Vom vorgelesenen Text hat der eine oder die andere vielleicht behalten, dass vom „ irdischen Leben“ die Rede war – es geht offenbar um Jesus -  und „vom Tod erretten“, vom „ewigen Heil“ und dann vom „Hohenpriester nach der Ordnung Melchisedeks“. Offensichtlich hat der Textabschnitt Jesus Christus als Thema und damit das, was er bewirkt hat. Bestätigt wird das, wenn man einen Kommentar zum Hebräerbrief in die Hand nimmt. Kurzgefasst  kann man dann finden,  dass die Bezeichnung  „Hebräerbrief“  nicht ursprünglich ist sondern später aus dem Inhalt erschlossen wurde;  dass das Schriftstück auch kein Brief ist sondern eher ein Lehrschreiben, und dass  der Verfasser unbekannt ist. Allerdings helfen uns diese Auskünfte zum Verstehendes Textabschnittes kaum. Hilfreicher sind schon die Auskünfte, dass unser Schreiben eine sehr eigenständige Auslegung des Christusbekenntnisses ist und dass es im Urchristentum in der zweiten Generation verfasst wurde, also etwa um das Jahr 80 n. Chr. Das Besondere der Auslegung des Christusbekenntnisses im Hebräerbrief aber sei der Versuch, den Kern des Christlichen Glaubens mit kultischen Vorstellungen, Bildern und Begriffen auszudrücken und deutlich zu machen – und eben das wirkt auf uns heute so fremdartig.

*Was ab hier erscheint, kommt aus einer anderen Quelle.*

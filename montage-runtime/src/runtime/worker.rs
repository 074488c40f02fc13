use crate::Error;
use std::sync::Arc;

/// Builds a pool that update tasks of many runtimes can share.
pub fn build_worker_pool(threads: usize) -> Result<Arc<rayon::ThreadPool>, Error> {
    let pool = rayon::ThreadPoolBuilder::new()
        .num_threads(threads)
        .thread_name(|index| format!("montage-update-{index}"))
        .build()
        .map_err(|e| Error::WorkerPool {
            message: e.to_string(),
        })?;
    Ok(Arc::new(pool))
}
use thiserror::Error;

#[derive(Debug, Error)]
pub enum Error {
    #[error("unknown section '{section}' in montage '{montage}'")]
    InvalidSection { montage: String, section: String },

    #[error("invalid state: {message}")]
    InvalidState { message: String },

    #[error("not ready: {phase}")]
    NotReady { phase: String },

    #[error("'{operation}' called from the wrong thread or phase")]
    ThreadViolation { operation: String },

    #[error("handler '{handler}' failed: {message}")]
    HandlerFailure { handler: String, message: String },

    #[error("invalid value: {message}")]
    InvalidValue { message: String },

    #[error("failed to build worker pool: {message}")]
    WorkerPool { message: String },

    #[error("update task finished without returning its frame state")]
    WorkerLost,

    #[cfg(feature = "json")]
    #[error("failed to parse runtime config JSON: {message}")]
    JsonParse { message: String },
}
impl FrameState {
    fn reset(&mut self, predicted_lod: i32) {
        self.notifies.reset(predicted_lod);
        self.slots.reset();
        self.root_motion_requests.clear();
        self.snapshot = None;
    }

    fn run_update(&mut self, delta: f32) {
        let delta = if delta.is_finite() && delta > 0.0 {
            delta
        } else {
            0.0
        };
        self.frame += 1;

        // Instances played since the last Update announce themselves and start moving next tick.
        let mut just_started = Vec::with_capacity(self.instances.len());
        for instance in &mut self.instances {
            if instance.fresh {
                instance.fresh = false;
                log::debug!("{} started '{}'", instance.id(), instance.montage().name);
                self.montage_events.push(montage_event(MontageEventKind::Started, instance));
                just_started.push(true);
            } else {
                instance.update_weight(delta);
                just_started.push(false);
            }
        }

        // Blend weight of each instance for this frame. Fixed before advance, which may snap a
        // zero-length blend-out to 0 while the slot weights below still count the montage.
        let frame_weights: Vec<f32> = self
            .instances
            .iter()
            .map(|i| if i.is_active() { i.weight() } else { 0.0 })
            .collect();
        for (instance, &weight) in self.instances.iter().zip(&frame_weights) {
            if !instance.is_active() {
                continue;
            }
            let montage = instance.montage();
            for slot in &montage.slots {
                if montage.is_additive_in(slot) {
                    self.slots.accumulate_additive_weight(slot, weight);
                } else {
                    self.slots.accumulate_montage_weight(slot, weight);
                }
            }
        }

        let mut graph_ctx = GraphUpdateContext {
            delta_time: delta,
            slots: &mut self.slots,
            bindings: &mut self.bindings,
            montages: &self.instances,
        };
        self.graph.update(&mut graph_ctx);
        self.bindings.run_update_hooks(&UpdateHookContext {
            delta_time: delta,
            montages: &self.instances,
            slots: &self.slots,
        });

        let mode = self.root_motion_mode;
        let mut markers: Vec<Vec<PassedMarker>> = Vec::with_capacity(self.instances.len());
        for ((instance, &started), &frame_weight) in self
            .instances
            .iter_mut()
            .zip(&just_started)
            .zip(&frame_weights)
        {
            let outcome = if started {
                Default::default()
            } else {
                instance.advance_with(delta, mode.extracts())
            };

            let relevant = instance
                .montage()
                .slots
                .iter()
                .any(|slot| self.slots.is_relevant_for_notifies(slot));
            if relevant && !outcome.notifies.is_empty() {
                self.notifies
                    .add_from(Some(instance.id()), &outcome.notifies, instance.notify_weight());
            }

            if let Some(transform) = outcome.root_motion.filter(|_| mode.queues_requests()) {
                let slot = instance.montage().slots.first().cloned().unwrap_or_default();
                let weight = match mode {
                    RootMotionMode::RootMotionFromEverything => {
                        frame_weight * self.slots.global_weight(&slot)
                    }
                    _ => frame_weight,
                };
                if weight > WEIGHT_EPSILON {
                    self.root_motion_requests.push(RootMotionBlendRequest {
                        transform,
                        slot,
                        weight,
                        source: instance.id(),
                    });
                }
            }

            if instance.is_blending_out() && !instance.blend_out_reported {
                instance.blend_out_reported = true;
                log::debug!(
                    "{} blending out (interrupted: {})",
                    instance.id(),
                    instance.was_interrupted()
                );
                self.montage_events
                    .push(montage_event(MontageEventKind::BlendingOut, instance));
            }
            markers.push(outcome.markers);
        }

        self.sync_followers(&markers);
        let curves = self.evaluate_curves(&frame_weights);

        let records: Vec<MontageEvaluationRecord> = self
            .instances
            .iter()
            .zip(markers)
            .zip(&frame_weights)
            .filter(|((instance, _), _)| instance.is_active())
            .map(|((instance, markers_passed), &weight)| MontageEvaluationRecord {
                instance: instance.id(),
                montage: Arc::clone(instance.montage()),
                weight,
                desired_weight: instance.desired_weight(),
                position: instance.position(),
                playing: instance.is_playing(),
                active: instance.is_active(),
                markers_passed,
            })
            .collect();

        let events = &mut self.montage_events;
        self.instances.retain(|instance| {
            if !instance.is_blend_complete() {
                return true;
            }
            log::debug!("{} ended '{}'", instance.id(), instance.montage().name);
            events.push(montage_event(MontageEventKind::Ended, instance));
            false
        });
        self.drop_orphaned_followers();

        let slots: Vec<SlotWeightRecord> = self
            .slots
            .iter()
            .map(|(slot, entry)| SlotWeightRecord {
                slot: slot.to_string(),
                local_weight: entry.local_weight,
                non_additive_weight: entry.non_additive_weight,
                global_weight: entry.global_weight,
            })
            .collect();
        self.snapshot = Some(Arc::new(
            MontageEvaluationSnapshot::new(self.frame, records, slots).with_curves(curves),
        ));
    }

    // Followers snap to where their leader ended up after this frame's advance.
    fn sync_followers(&mut self, markers: &[Vec<PassedMarker>]) {
        let leaders: Vec<(MontageInstanceId, SyncLeaderState)> = self
            .instances
            .iter()
            .zip(markers)
            .filter(|(leader, _)| {
                leader.is_active()
                    && self
                        .instances
                        .iter()
                        .any(|f| f.sync_leader() == Some(leader.id()))
            })
            .map(|(leader, passed)| {
                let mut state = leader.sync_leader_state();
                state.markers = passed.clone();
                (leader.id(), state)
            })
            .collect();
        if leaders.is_empty() {
            return;
        }
        for follower in self.instances.iter_mut().filter(|i| i.is_active()) {
            let Some(leader) = follower.sync_leader() else {
                continue;
            };
            if let Some((_, state)) = leaders.iter().find(|(id, _)| *id == leader) {
                follower.sync_to_leader(state);
            }
        }
    }

    fn drop_orphaned_followers(&mut self) {
        let live: Vec<MontageInstanceId> = self.instances.iter().map(MontageInstance::id).collect();
        for follower in &mut self.instances {
            if follower.sync_leader().is_some_and(|leader| !live.contains(&leader)) {
                log::debug!("{} lost its sync leader", follower.id());
                follower.set_sync_leader(None);
            }
        }
    }

    // Each curve sums value * weight over the montages that carry it, at their final position.
    fn evaluate_curves(&self, frame_weights: &[f32]) -> Vec<(String, f32)> {
        let mut curves: Vec<(String, f32)> = Vec::new();
        for (instance, &weight) in self.instances.iter().zip(frame_weights) {
            if weight <= WEIGHT_EPSILON {
                continue;
            }
            for curve in &instance.montage().curves {
                let value = curve.sample(instance.position()) * weight;
                match curves.iter_mut().find(|(name, _)| *name == curve.name) {
                    Some((_, total)) => *total += value,
                    None => curves.push((curve.name.clone(), value)),
                }
            }
        }
        curves
    }
}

Die Voraussetzung dieser Darstellungsweise ist der Tatbestand, dass es damals geradezu selbstverständlich für die unterschiedlichen Religionen  im Mittelmeerraum war, dass sie Tempel, Priester und  einen Opferkult hatten – nur die Christen hatten das alles nicht. Der „Hebräerbrief“ – um bei diesem geläufigen Begriff zu bleiben – ist nun der faszinierende Versuch, den Kern des christlichen Glaubens auszudrücken in Entsprechung zu den anderen zeitgenössischen Religionen und doch zugleich den Glauben der Christen von den anderen Religionen abzuheben.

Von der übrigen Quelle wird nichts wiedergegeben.